Caption left to right: Manu Sekhar, Wendy Frazer, Associate Professor Martin Ng, Sam McKinlay, Shayna Waaka
One hundred frail and elderly patients with calcific aortic stenosis have been given a new lease on life with a minimally invasive heart procedure being performed at Macquarie University Hospital.
Transcatheter Aortic Valve Implantation, or TAVI, is a relatively new procedure in Australia. However, Macquarie University Hospital surgeons have now performed 100 of these, giving them significant experience in this complex procedure.
“This is a pioneering program for New South Wales and for Australia, for people with a life-threatening condition who would otherwise not have a treatment option,” said Associate Professor Martin Ng, interventional cardiologist who was instrumental in setting up the TAVI program at the Hospital.

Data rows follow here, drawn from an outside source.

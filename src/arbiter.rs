// SPDX-License-Identifier: BSD-3-Clause
// Copyright 2025. Triad National Security, LLC.

//! The per-connection send arbiter (§4.7): a mutual-exclusion primitive guaranteeing that
//! concurrent logical writes to one socket are serialized as whole frames.

use std::io::{self, Write};
use std::sync::Mutex;

/// Serializes writes to a single stream so that two logical writers (the runner's response write
/// and a handler's out-of-band `write(bytes)`) never interleave mid-frame.
///
/// In a strictly single-threaded cooperative runtime the arbiter degenerates to an uncontended
/// lock/unlock pair around every write, which is indistinguishable in cost from its absence.
pub struct SendArbiter {
    lock: Mutex<()>,
}

impl SendArbiter {
    pub fn new() -> Self {
        Self {
            lock: Mutex::new(()),
        }
    }

    /// Acquire the arbiter, write the whole frame, then release -- on every exit path, including
    /// a failed or partial write.
    pub fn send<W: Write>(&self, stream: &mut W, frame: &[u8]) -> io::Result<()> {
        let _guard = self.lock.lock().unwrap_or_else(|poisoned| poisoned.into_inner());
        stream.write_all(frame)
    }
}

impl Default for SendArbiter {
    fn default() -> Self {
        Self::new()
    }
}
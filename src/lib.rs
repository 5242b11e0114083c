// SPDX-License-Identifier: BSD-3-Clause
// Copyright 2025. Triad National Security, LLC.

//! A multi-codec RPC server: one listening TCP port multiplexes four independent wire encodings
//! (binary/msgpack, pickled, fixed-width ASCII, and URI-form) selected by an 8-byte magic prefix
//! read once per connection (§2).
//!
//! Build a [`handler::MethodTable`], register methods on it, wrap it in an `Arc`, and pass it to
//! [`server::run_blocking_tcp_server`]. See `src/bin/echo_server.rs` for a complete example.

pub mod arbiter;
pub mod codec;
pub mod connection;
pub mod error;
pub mod frame;
pub mod handler;
pub mod message;
pub mod server;
pub mod text_encoding;
pub mod value;

pub use connection::Connection;
pub use error::{Error, ErrorKind, ProtocolError};
pub use handler::{MethodTable, Outcome};
pub use message::{Codec, Request};
pub use text_encoding::TextEncoding;
pub use value::Value;
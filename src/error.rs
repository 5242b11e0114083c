// SPDX-License-Identifier: BSD-3-Clause
// Copyright 2025. Triad National Security, LLC.

use std::fmt;

/// The possible errors that can arise while decoding, dispatching, or replying to a request.
///
/// These map onto the four error kinds of the wire protocol (see `ErrorKind`), not onto the four
/// codecs: every codec can raise every kind.
#[derive(Debug, thiserror::Error)]
pub enum Error {
    /// Wrong frame shape, wrong leading tag, wrong arity, or a reserved magic.
    #[error("protocol error: {0}")]
    Protocol(#[from] ProtocolError),

    /// The requested method does not exist, is private, or is not callable.
    #[error("{0}")]
    MethodNotFound(String),

    /// Errors returned by I/O failures. These always terminate the connection.
    #[error("I/O error: {0}")]
    Io(#[from] std::io::Error),
}

impl Error {
    pub fn kind(&self) -> ErrorKind {
        match self {
            Error::Protocol(_) => ErrorKind::Protocol,
            Error::MethodNotFound(_) => ErrorKind::MethodNotFound,
            Error::Io(_) => ErrorKind::Io,
        }
    }
}

/// The error kinds from the wire protocol's error-handling design (distinct from handler errors,
/// which are reported to the client but never constructed as an `Error` value — they are caught at
/// the dispatch boundary and stringified directly into the response envelope).
#[derive(Debug, Clone, Copy, PartialEq, Eq)]
pub enum ErrorKind {
    Protocol,
    MethodNotFound,
    Handler,
    Io,
}

#[derive(Debug, thiserror::Error)]
pub enum ProtocolError {
    #[error("malformed request: {0}")]
    Decode(String),

    #[error("wrong request tag: expected {expected}, got {got}")]
    WrongTag { expected: u8, got: i64 },

    #[error("wrong arity: expected {expected} elements, got {got}")]
    WrongArity { expected: usize, got: usize },

    #[error("reserved magic {0:?} is not implemented")]
    ReservedMagic([u8; 8]),

    #[error("pickle codec is disabled in this build")]
    PickleDisabled,
}

impl fmt::Display for ErrorKind {
    fn fmt(&self, f: &mut fmt::Formatter<'_>) -> fmt::Result {
        let s = match self {
            ErrorKind::Protocol => "protocol",
            ErrorKind::MethodNotFound => "method-not-found",
            ErrorKind::Handler => "handler",
            ErrorKind::Io => "io",
        };
        write!(f, "{s}")
    }
}
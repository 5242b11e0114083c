// SPDX-License-Identifier: BSD-3-Clause
// Copyright 2025. Triad National Security, LLC.

//! Codec primitives (§4.2-4.5): pure encode/decode functions, no I/O. Each submodule owns one
//! codec's framing and tuple shape.

pub mod binary;
pub mod pickled;
pub mod strings;
pub mod uri;
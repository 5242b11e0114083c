// SPDX-License-Identifier: BSD-3-Clause
// Copyright 2025. Triad National Security, LLC.

use std::net::TcpListener;
use std::sync::Arc;

use clap::Parser;

use rpc_protocol::handler::MethodTable;
use rpc_protocol::server::run_blocking_tcp_server;
use rpc_protocol::text_encoding::TextEncoding;
use rpc_protocol::value::Value;

#[derive(Parser)]
struct Cli {
    #[arg(long, default_value_t = 9090)]
    port: u16,

    /// Character encoding used for the fixed-width ASCII and URI-form codecs' text fields.
    #[arg(long, value_enum, default_value_t = Encoding::Utf8)]
    encoding: Encoding,
}

#[derive(clap::ValueEnum, Clone, Copy)]
enum Encoding {
    Utf8,
    Latin1,
}

impl From<Encoding> for TextEncoding {
    fn from(e: Encoding) -> Self {
        match e {
            Encoding::Utf8 => TextEncoding::Utf8,
            Encoding::Latin1 => TextEncoding::Latin1,
        }
    }
}

fn main() {
    env_logger::init();

    let args = Cli::parse();
    let address = format!("0.0.0.0:{}", args.port);

    let mut table = MethodTable::new();
    table.register("sum", |args, _kwargs, _conn| {
        let total: i64 = args.iter().filter_map(Value::as_i64).sum();
        Ok(Value::Int(total).into())
    });
    table.register("echo", |args, _kwargs, _conn| {
        Ok(args.first().cloned().unwrap_or(Value::Nil).into())
    });

    let listener = TcpListener::bind(&address).expect("failed to bind listener");
    log::info!("listening on {address}");

    run_blocking_tcp_server(listener, Arc::new(table), args.encoding.into());
}
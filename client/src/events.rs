//! Events the bridge pushes to its embedding layer.

use std::path::PathBuf;

use serde::Serialize;
use tokio::sync::mpsc;

use tsbridge_types::{ApiVersion, InstanceId, WorkerDiagnostic};

/// Project-load progress, at most one `Begin` outstanding at a time.
#[derive(Debug, Clone, PartialEq, Eq, Serialize)]
#[serde(tag = "kind", rename_all = "camelCase")]
pub enum ProgressEvent {
    Begin { project: String },
    End { project: String },
}

/// Externally visible summary of the facade's state.
#[derive(Debug, Clone, PartialEq, Eq, Serialize)]
#[serde(tag = "state", rename_all = "camelCase")]
pub enum ServerStatus {
    Stopped,
    Running {
        instance: InstanceId,
        #[serde(serialize_with = "serialize_display")]
        api_version: ApiVersion,
    },
    Errored {
        cause: String,
        log_file: Option<PathBuf>,
    },
}

fn serialize_display<S: serde::Serializer>(
    value: &ApiVersion,
    serializer: S,
) -> Result<S::Ok, S::Error> {
    serializer.collect_str(value)
}

#[derive(Debug, Clone, PartialEq, Serialize)]
#[serde(tag = "event", rename_all = "camelCase")]
pub enum BridgeEvent {
    /// Union of the latest syntax, semantic and suggestion diagnostics for a
    /// file. An empty list clears the file.
    Diagnostics {
        file: String,
        diagnostics: Vec<WorkerDiagnostic>,
    },
    ConfigFileDiagnostics {
        config_file: String,
        trigger_file: String,
        diagnostics: Vec<WorkerDiagnostic>,
    },
    Progress(ProgressEvent),
    StateChanged(ServerStatus),
}

pub type EventSender = mpsc::UnboundedSender<BridgeEvent>;
pub type EventReceiver = mpsc::UnboundedReceiver<BridgeEvent>;

/// Send, ignoring a dropped receiver. The embedding layer may stop
/// listening at any time.
pub(crate) fn emit(tx: &EventSender, event: BridgeEvent) {
    if tx.send(event).is_err() {
        tracing::trace!("bridge event receiver dropped");
    }
}
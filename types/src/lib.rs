//! Wire and domain types for tsbridge.
//!
//! This crate contains pure types with no IO and no async: the worker's
//! events and diagnostics, request outcomes, sequence/instance ids and API
//! versions. Both the bridge core and its callers depend on it.

pub mod commands;

mod diagnostic;
mod event;
mod ids;
mod response;
mod version;

pub use diagnostic::{DiagnosticCategory, DiagnosticKind, Location, WorkerDiagnostic};
pub use event::{ConfigFileDiagnosticBody, DiagnosticEventBody, WorkerEvent};
pub use ids::{InstanceId, RequestSeq};
pub use response::{ServerResponse, WorkerError, WorkerResponse};
pub use version::{ApiVersion, ApiVersionError};
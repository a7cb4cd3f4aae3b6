//! Line protocol of the debugging driver.
//!
//! One JSON object per line on stdin, tagged by `op`:
//!
//! ```text
//! {"op":"request","id":1,"command":"quickinfo","arguments":{...}}
//! {"op":"request","id":2,"command":"geterr","arguments":{...},"async":true}
//! {"op":"request","id":3,"command":"completionInfo","resource":"/a.ts"}
//! {"op":"notify","command":"open","arguments":{...}}
//! {"op":"cancel","id":3}
//! {"op":"cancelResource","resource":"/a.ts"}
//! {"op":"diagnostics","files":["/a.ts"]}
//! {"op":"configurePlugin","name":"foo","configuration":{...}}
//! {"op":"status"} | {"op":"restart"} | {"op":"shutdown"}
//! ```

use serde::{Deserialize, Serialize};
use serde_json::Value;

use tsbridge_client::ServerStatus;
use tsbridge_types::ServerResponse;

#[derive(Debug, Clone, PartialEq, Deserialize)]
#[serde(tag = "op", rename_all = "camelCase")]
pub enum Input {
    Request {
        #[serde(default)]
        id: Option<u64>,
        command: String,
        #[serde(default)]
        arguments: Option<Value>,
        #[serde(default, rename = "async")]
        is_async: bool,
        /// Join the cancellation group for this resource.
        #[serde(default)]
        resource: Option<String>,
        /// A failure takes the worker down.
        #[serde(default)]
        non_recoverable: bool,
    },
    Notify {
        command: String,
        #[serde(default)]
        arguments: Option<Value>,
    },
    Cancel {
        id: u64,
    },
    CancelResource {
        resource: String,
    },
    Diagnostics {
        files: Vec<String>,
    },
    ConfigurePlugin {
        name: String,
        configuration: Value,
    },
    Status,
    Restart,
    Shutdown,
}

impl Input {
    pub fn parse(line: &str) -> Result<Self, serde_json::Error> {
        serde_json::from_str(line)
    }
}

/// Driver output that is not a bridge event.
#[derive(Debug, Clone, PartialEq, Serialize)]
#[serde(tag = "type", rename_all = "camelCase")]
pub enum Output {
    Response {
        #[serde(skip_serializing_if = "Option::is_none")]
        id: Option<u64>,
        command: String,
        outcome: &'static str,
        #[serde(skip_serializing_if = "Option::is_none")]
        body: Option<Value>,
        #[serde(skip_serializing_if = "Option::is_none")]
        message: Option<String>,
    },
    Cancelled {
        resource: String,
        count: usize,
    },
    Status {
        status: ServerStatus,
        diagnostics: String,
    },
    Error {
        message: String,
    },
}

impl Output {
    pub fn response(id: Option<u64>, command: String, response: ServerResponse) -> Self {
        let outcome = response.label();
        let (body, message) = match response {
            ServerResponse::Success(success) => (success.body, None),
            ServerResponse::Failed(error) => (None, Some(error.message)),
            ServerResponse::Cancelled { reason } => (None, Some(reason)),
            ServerResponse::NoContent | ServerResponse::NoServer => (None, None),
        };
        Self::Response {
            id,
            command,
            outcome,
            body,
            message,
        }
    }
}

“It’s really revolutionary in terms of the quality of life improvements it can offer, and the number of lives it can save. These patients come to us with such shortness of breath that they can’t go about simple daily tasks. Their quality of life is very poor.”
Associate Professor Ng performs the TAVI procedures at Macquarie University Hospital along with Professor Michael Wilson, and Macquarie University Hospital remains the only private hospital in Australia with a full TAVI program. The team’s achievement of 100 procedures demonstrates that TAVI is now a well-established program at Macquarie, made possible through significant investment by the Hospital.
The procedure is complex and requires extensive resources in technology and staff to ensure good outcomes. Indeed, Macquarie established its program on the foundations of a comprehensive service, with its the Structural Heart Teams offering extremely detailed review and assessment, and a full MDT meeting every two weeks to discuss each patient in-depth.
All tests and procedures are available to the patient ‘under one roof’ and the care is streamlined and coordinated by a dedicated. Clinical Nurse Manager and Clinical Nurse Consultant.
“We arrange everything needed for their initial assessment on the one day at the heart care centre,” said Clinical Nurse Manager Wendy Fraser. “Then, all the screening tests required at the hospital are again arranged for them on a single day. We really have refined the way we work as a TAVI team, and things now run like clockwork.
“I think our 100th procedure is a real milestone for us.”
Associate Professor Ng says that the link between the number of TAVI procedures performed and patient outcomes is clear.
“Data from the STS – the Society of Thoracic Surgeons – and the American College of Cardiology on transcatheter valve therapy in the US clearly demonstrates that the greater a surgeon’s experience with TAVI, the better the patient outcomes,” said Associate Professor Ng.
“With Macquarie University Hospital having completed 100 TAVI procedures and with our data showing excellent patient outcomes, the Hospital has clearly become a centre of excellence in TAVI in Australia.”